Limpieza catalítica: Consiste en añadir a las paredes unas placas porosas que tienen la capacidad de hacer que la grasa retenida en ellas, que se queman a muy altas temperaturas, lo hagan a menos, a aproximadamente 200º. Además de limpiarse cada vez que se alcanza esa temperatura en el horno,  para limpiarlo es conveniente encender el horno y tenerlo unos minutos a esa temperatura. El inconveniente es que estas placas no recubren el 100% de la superficie del horno, hay rinconcillos no recubiertos, y  la base y el cristal, por lo que una limpieza adicional manual es necesaria en esas partes. Las paredes catalíticas se deben limpiar en seco, porque el agua las estropea, hay que usar productos adecuados.
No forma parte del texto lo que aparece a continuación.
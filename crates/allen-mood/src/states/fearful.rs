use crate::approach::Approach;
use crate::mood::Mood;

use super::{MoodBehavior, MoodContext, Transition};

/// How much a friendly approach raises the shared level while Allen is
/// afraid.
pub const FRIENDLY_COMFORT: i32 = 2;

/// Allen is afraid.
///
/// Friendliness doesn't move him directly; it raises the shared mood level
/// by [`FRIENDLY_COMFORT`]. Whenever no explicit transition is chosen, a
/// positive level calms him back to neutral.
#[derive(Debug, Clone, Copy, Default, PartialEq, Eq)]
pub struct FearfulState;

impl MoodBehavior for FearfulState {
    fn mood(&self) -> Mood {
        Mood::Fearful
    }

    fn enter(&self) -> &'static str {
        "Allen's eyes dart around nervously, a visible tension in his posture. He seems on edge, as if expecting something unsettling at any moment."
    }

    fn update(&self, approach: Approach, ctx: &mut MoodContext<'_>) -> Transition {
        match approach {
            Approach::Friendly => ctx.raise_level(FRIENDLY_COMFORT),
            Approach::Sad => return Transition::To(Mood::Sad),
            Approach::Neutral => return Transition::To(Mood::Neutral),
            Approach::Confused => return Transition::To(Mood::Confused),
            Approach::Aggressive => return Transition::To(Mood::Angry),
            Approach::Fearful => {}
        }

        if ctx.level().value() > 0 {
            Transition::To(Mood::Neutral)
        } else {
            Transition::Stay
        }
    }

    fn express(&self) -> &'static str {
        "Allen's movements are jittery, a clear indication of his unease. 'It's hard to shake this feeling,' he murmurs, glancing around as if expecting something to emerge from the shadows."
    }
}

#[cfg(test)]
mod tests {
    use super::*;
    use crate::dice::ScriptedDice;
    use crate::states::test_support::decide;

    #[test]
    fn friendliness_raises_level_and_calms() {
        let (t, level, _) =
            decide(&FearfulState, Approach::Friendly, 0, ScriptedDice::never_trigger());
        assert_eq!(level.value(), FRIENDLY_COMFORT);
        assert_eq!(t, Transition::To(Mood::Neutral));
    }

    #[test]
    fn friendliness_from_deep_fear_is_not_enough() {
        let (t, level, _) =
            decide(&FearfulState, Approach::Friendly, -4, ScriptedDice::never_trigger());
        assert_eq!(level.value(), -2);
        assert_eq!(t, Transition::Stay);
    }

    #[test]
    fn direct_transitions() {
        for (approach, mood) in [
            (Approach::Sad, Mood::Sad),
            (Approach::Neutral, Mood::Neutral),
            (Approach::Confused, Mood::Confused),
            (Approach::Aggressive, Mood::Angry),
        ] {
            let (t, level, _) = decide(&FearfulState, approach, 0, ScriptedDice::never_trigger());
            assert_eq!(t, Transition::To(mood), "{approach}");
            assert_eq!(level.value(), 0);
        }
    }

    #[test]
    fn fearful_approach_checks_level() {
        let (t, _, _) = decide(&FearfulState, Approach::Fearful, 0, ScriptedDice::never_trigger());
        assert_eq!(t, Transition::Stay);
        let (t, _, _) = decide(&FearfulState, Approach::Fearful, 2, ScriptedDice::never_trigger());
        assert_eq!(t, Transition::To(Mood::Neutral));
    }
}
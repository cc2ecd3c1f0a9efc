//! Mood behaviors.
//!
//! Every mood implements [`MoodBehavior`]: it narrates its entry, decides
//! the next mood from an approach, and voices itself. [`MoodState`] is the
//! tagged union the registry stores; it forwards each call to its variant.

mod angry;
mod confused;
mod fearful;
mod happy;
mod neutral;
mod sad;

pub use angry::{AngryState, RAY_GUN};
pub use confused::ConfusedState;
pub use fearful::{FRIENDLY_COMFORT, FearfulState};
pub use happy::HappyState;
pub use neutral::{ARTIFACT_FOUND, NeutralState};
pub use sad::SadState;

use crate::approach::Approach;
use crate::dice::MoodDice;
use crate::mood::{Mood, MoodLevel};

/// What a mood decided to do with an approach.
#[derive(Debug, Clone, Copy, PartialEq, Eq)]
pub enum Transition {
    /// Keep the current mood. No hooks run.
    Stay,
    /// Move to the given mood, running exit then enter. The target may be
    /// the current mood, in which case it is re-entered.
    To(Mood),
    /// End the whole session.
    Terminate,
}

/// Mutable view of the machine handed to a mood while it decides.
pub struct MoodContext<'a> {
    level: &'a mut MoodLevel,
    dice: &'a mut dyn MoodDice,
    narration: &'a mut Vec<String>,
}

impl<'a> MoodContext<'a> {
    /// Build a context over the machine's shared level, dice and narration
    /// buffer.
    pub fn new(
        level: &'a mut MoodLevel,
        dice: &'a mut dyn MoodDice,
        narration: &'a mut Vec<String>,
    ) -> Self {
        Self {
            level,
            dice,
            narration,
        }
    }

    /// The shared mood level.
    pub fn level(&self) -> MoodLevel {
        *self.level
    }

    /// Raise the shared mood level.
    pub fn raise_level(&mut self, by: i32) {
        self.level.raise(by);
    }

    /// Roll a value in `0..sides`.
    pub fn roll_below(&mut self, sides: u32) -> u32 {
        self.dice.roll_below(sides)
    }

    /// Emit a line of narration for this turn.
    pub fn narrate(&mut self, line: impl Into<String>) {
        self.narration.push(line.into());
    }
}

/// Behavior shared by all six moods.
pub trait MoodBehavior {
    /// The mood this behavior belongs to.
    fn mood(&self) -> Mood;

    /// Called when Allen enters this mood. Returns the entry narration.
    fn enter(&self) -> &'static str;

    /// Called when Allen leaves this mood.
    fn exit(&self) {}

    /// Decide where an approach takes Allen from this mood.
    fn update(&self, approach: Approach, ctx: &mut MoodContext<'_>) -> Transition;

    /// Allen's monologue while in this mood.
    fn express(&self) -> &'static str;
}

/// A registered mood instance.
#[derive(Debug, Clone, Copy, PartialEq, Eq)]
pub enum MoodState {
    /// See [`HappyState`].
    Happy(HappyState),
    /// See [`NeutralState`].
    Neutral(NeutralState),
    /// See [`AngryState`].
    Angry(AngryState),
    /// See [`ConfusedState`].
    Confused(ConfusedState),
    /// See [`SadState`].
    Sad(SadState),
    /// See [`FearfulState`].
    Fearful(FearfulState),
}

impl MoodState {
    /// The stock state for a mood.
    pub fn for_mood(mood: Mood) -> Self {
        match mood {
            Mood::Happy => Self::Happy(HappyState),
            Mood::Neutral => Self::Neutral(NeutralState),
            Mood::Angry => Self::Angry(AngryState),
            Mood::Confused => Self::Confused(ConfusedState),
            Mood::Sad => Self::Sad(SadState),
            Mood::Fearful => Self::Fearful(FearfulState),
        }
    }

    fn behavior(&self) -> &dyn MoodBehavior {
        match self {
            Self::Happy(s) => s,
            Self::Neutral(s) => s,
            Self::Angry(s) => s,
            Self::Confused(s) => s,
            Self::Sad(s) => s,
            Self::Fearful(s) => s,
        }
    }
}

impl MoodBehavior for MoodState {
    fn mood(&self) -> Mood {
        self.behavior().mood()
    }

    fn enter(&self) -> &'static str {
        self.behavior().enter()
    }

    fn exit(&self) {
        self.behavior().exit();
    }

    fn update(&self, approach: Approach, ctx: &mut MoodContext<'_>) -> Transition {
        self.behavior().update(approach, ctx)
    }

    fn express(&self) -> &'static str {
        self.behavior().express()
    }
}

#[cfg(test)]
pub(crate) mod test_support {
    use super::*;
    use crate::dice::ScriptedDice;

    /// Run one update against fresh dice and a given level, returning the
    /// decision, the resulting level and the narration.
    pub fn decide(
        state: &dyn MoodBehavior,
        approach: Approach,
        level: i32,
        mut dice: ScriptedDice,
    ) -> (Transition, MoodLevel, Vec<String>) {
        let mut level = MoodLevel::new(level);
        let mut narration = Vec::new();
        let transition = {
            let mut ctx = MoodContext::new(&mut level, &mut dice, &mut narration);
            state.update(approach, &mut ctx)
        };
        (transition, level, narration)
    }
}

#[cfg(test)]
mod tests {
    use super::*;

    #[test]
    fn for_mood_matches_mood() {
        for mood in Mood::ALL {
            assert_eq!(MoodState::for_mood(mood).mood(), mood);
        }
    }

    #[test]
    fn every_mood_has_distinct_lines() {
        let enters: std::collections::HashSet<_> = Mood::ALL
            .iter()
            .map(|m| MoodState::for_mood(*m).enter())
            .collect();
        let expresses: std::collections::HashSet<_> = Mood::ALL
            .iter()
            .map(|m| MoodState::for_mood(*m).express())
            .collect();
        assert_eq!(enters.len(), 6);
        assert_eq!(expresses.len(), 6);
    }
}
Si limpiando con la frecuencia adecuada al uso del horno, al utilizarlo, empiezas a ver un humo azulado y a percibir un olor agrio, es que las paredes catalíticas han terminado su vida útil, están saturadas de grasa y las debes cambiar. No ocurrirá demasiado frecuentemente, duran bastante tiempo.

 

 

Limpieza pirolítica: Tremendamente popular en países como Francia. Es muy recomendable si se hace un uso intensivo del horno. Si no es así, no tanto, porque el horno no es económico y el consumo de energía durante la limpieza es elevadísimo. Los hornos con limpieza pirolítica están preparados para aguantar altísimas temperaturas, están dotados de paredes exteriores especialmente aislantes  y se bloquean las puertas al iniciarse la pirólisis.  En algunos es necesario retirar alguno de sus componentes, como bandejas o guías extraíbles. Al pulsar el mando de limpieza pirolítica, el interior del horno alcanzará una temperatura de hasta ¡¡500º!! y dejará por tanto reducido a cenizas cualquier resto de alimento o grasa que haya en su interior. El proceso de limpieza pirolítica dura de 2 a 3 horas, en las que se consume bastante electricidad, una vez terminado, basta pasar un trapo seco para recoger las cenizas formadas.

En algunos hornos, los cristales de la puerta se pueden desmontar para facilitar su limpieza.

Sistemas de Seguridad

Afortunadamente los hornos son más seguros que antes y tienen sistemas varios para que un niño no se queme al tocar el frontal exterior (el cristal) , como es dotarlo de más de una láminas de vidrio  (es lo que se llama pared fría) e incluso ventilarlas, para que no alcancen en el exterior temperaturas tan altas.

Dimensiones: La profundidad suele ser de unos 60cm, pero en altura hay hornos de 45 (hornos compactos) y de 60 cm. De anchura las estándar son  60 y 90 cm.

Observaciones: pregunta por las guías extraibles, que son muy cómodas. Para la limpieza, el vinagre es un denominador común en todas las recomendaciones incluso de fabricantes.